Following the invasion of Ukraine, Maduro’s fortunes improved dramatically, thanks in large part to the West’s campaign to limit Russia’s oil revenues and the United States’ consequent need for alternative sources of oil. Maduro found himself meeting with U.S. climate envoy and ex-secretary of state John Kerry in Egypt and, more broadly, becoming a much more valuable partner for the United States.

For Washington, Venezuela is a viable alternative to Russia, because the refineries along the U.S. coast of the Gulf of Mexico are accustomed to the heavy crude oil, like Russian Urals or the one found in Venezuela. After a new round of the U.S. sanctions against Caracas in 2018, Russian deliveries supplanted those from Venezuela, accounting for 8 percent of U.S. oil imports as of 2021. Now, the opposite process appears to be under way.

In June, several months after a March visit by a U.S. delegation to Venezuela, Washington allowed Italy’s Eni and Spain’s Repsol to resume shipments of Venezuelan oil to Europe. In November, Chevron was granted a license to operate in Venezuela again. The company currently produces some 50,000 barrels a day, a number that could rise to 100,000 in the coming months.  

Overall, the Venezuelan leadership is confident that it will restore the country’s oil revenues, with production reaching 1.2 million barrels a day in the next two to three years. Venezuela has the world’s largest proven oil reserves and used to produce 3.5 million barrels a day in 1998.

It will take seven to eight years and the investment of at least $250 billion in the modernization of equipment and development of new wells to return to the production levels of the late 1990s. Yet the money is out there, and now that the West has resolved not to return to business as usual with Russia, so is the political will.
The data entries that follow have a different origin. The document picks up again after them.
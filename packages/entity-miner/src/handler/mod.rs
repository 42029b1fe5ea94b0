//! Request handling around the workflow: event shapes, upload guard, outcome.

pub mod event;
pub mod upload;

pub use event::{handle_event, DirectRequest, HandlerOutcome, MiningEvent, OutcomeStatus};
pub use upload::{content_hash, mark_mined, prepare_upload, should_mine};
use axum::{
    extract::{Extension, Query},
    Json,
};
use entity_miner::{PromptTemplate, GLOBAL_SCOPE};
use serde::Deserialize;

use crate::server::{app::AppState, error::ApiError};

#[derive(Debug, Deserialize)]
pub struct TemplateQuery {
    pub template_type: String,
    /// Scope key; global templates when absent
    #[serde(default)]
    pub novel_name: Option<String>,
}

/// Fetch one prompt template.
pub async fn template_handler(
    Extension(state): Extension<AppState>,
    Query(query): Query<TemplateQuery>,
) -> Result<Json<PromptTemplate>, ApiError> {
    let scope = query.novel_name.as_deref().unwrap_or(GLOBAL_SCOPE);
    state
        .deps
        .templates
        .get(scope, &query.template_type)
        .await?
        .map(Json)
        .ok_or_else(|| {
            ApiError::NotFound(format!(
                "template {} not found for {}",
                query.template_type, scope
            ))
        })
}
A broader rapprochement between Venezuela and the United States is under way. In November, Mexico hosted new talks between the Venezuelan authorities and the opposition focused on unfreezing the country’s assets in Western banks.

Maduro is likely to seize the opportunity and allow the opposition to take part in elections slated for 2024 in the hope of getting security guarantees from the West and gradual lifting of sanctions, given that the risks for his regime are relatively low. The boon to the Venezuelan economy will accelerate its (ongoing) recovery, thanks to which Maduro may very well win new elections fair and square. It should help that in its fragmented state, the Venezuelan opposition does not currently pose a serious threat to the regime.

If things go sour in the run-up to the vote, Maduro will always be able to renege on his commitment to free and fair elections. After all, the consequences cannot be worse than what Venezuela has endured in recent years. In addition, the West will still have energy needs that cannot be met by Russia and so is unlikely to push for the complete reimposition of oil sanctions.

Maduro, then, will carry on pleasing Moscow with his talk of the fading hegemony of the West and the rise of multipolarity, all while restoring his country’s economic ties with the United States. With no leverage to stop this rapprochement, the Kremlin will have no choice but to observe the developments from the sidelines and reaffirm its readiness to “facilitate the preservation of a constructive atmosphere around the dialogue of Venezuelan political forces.”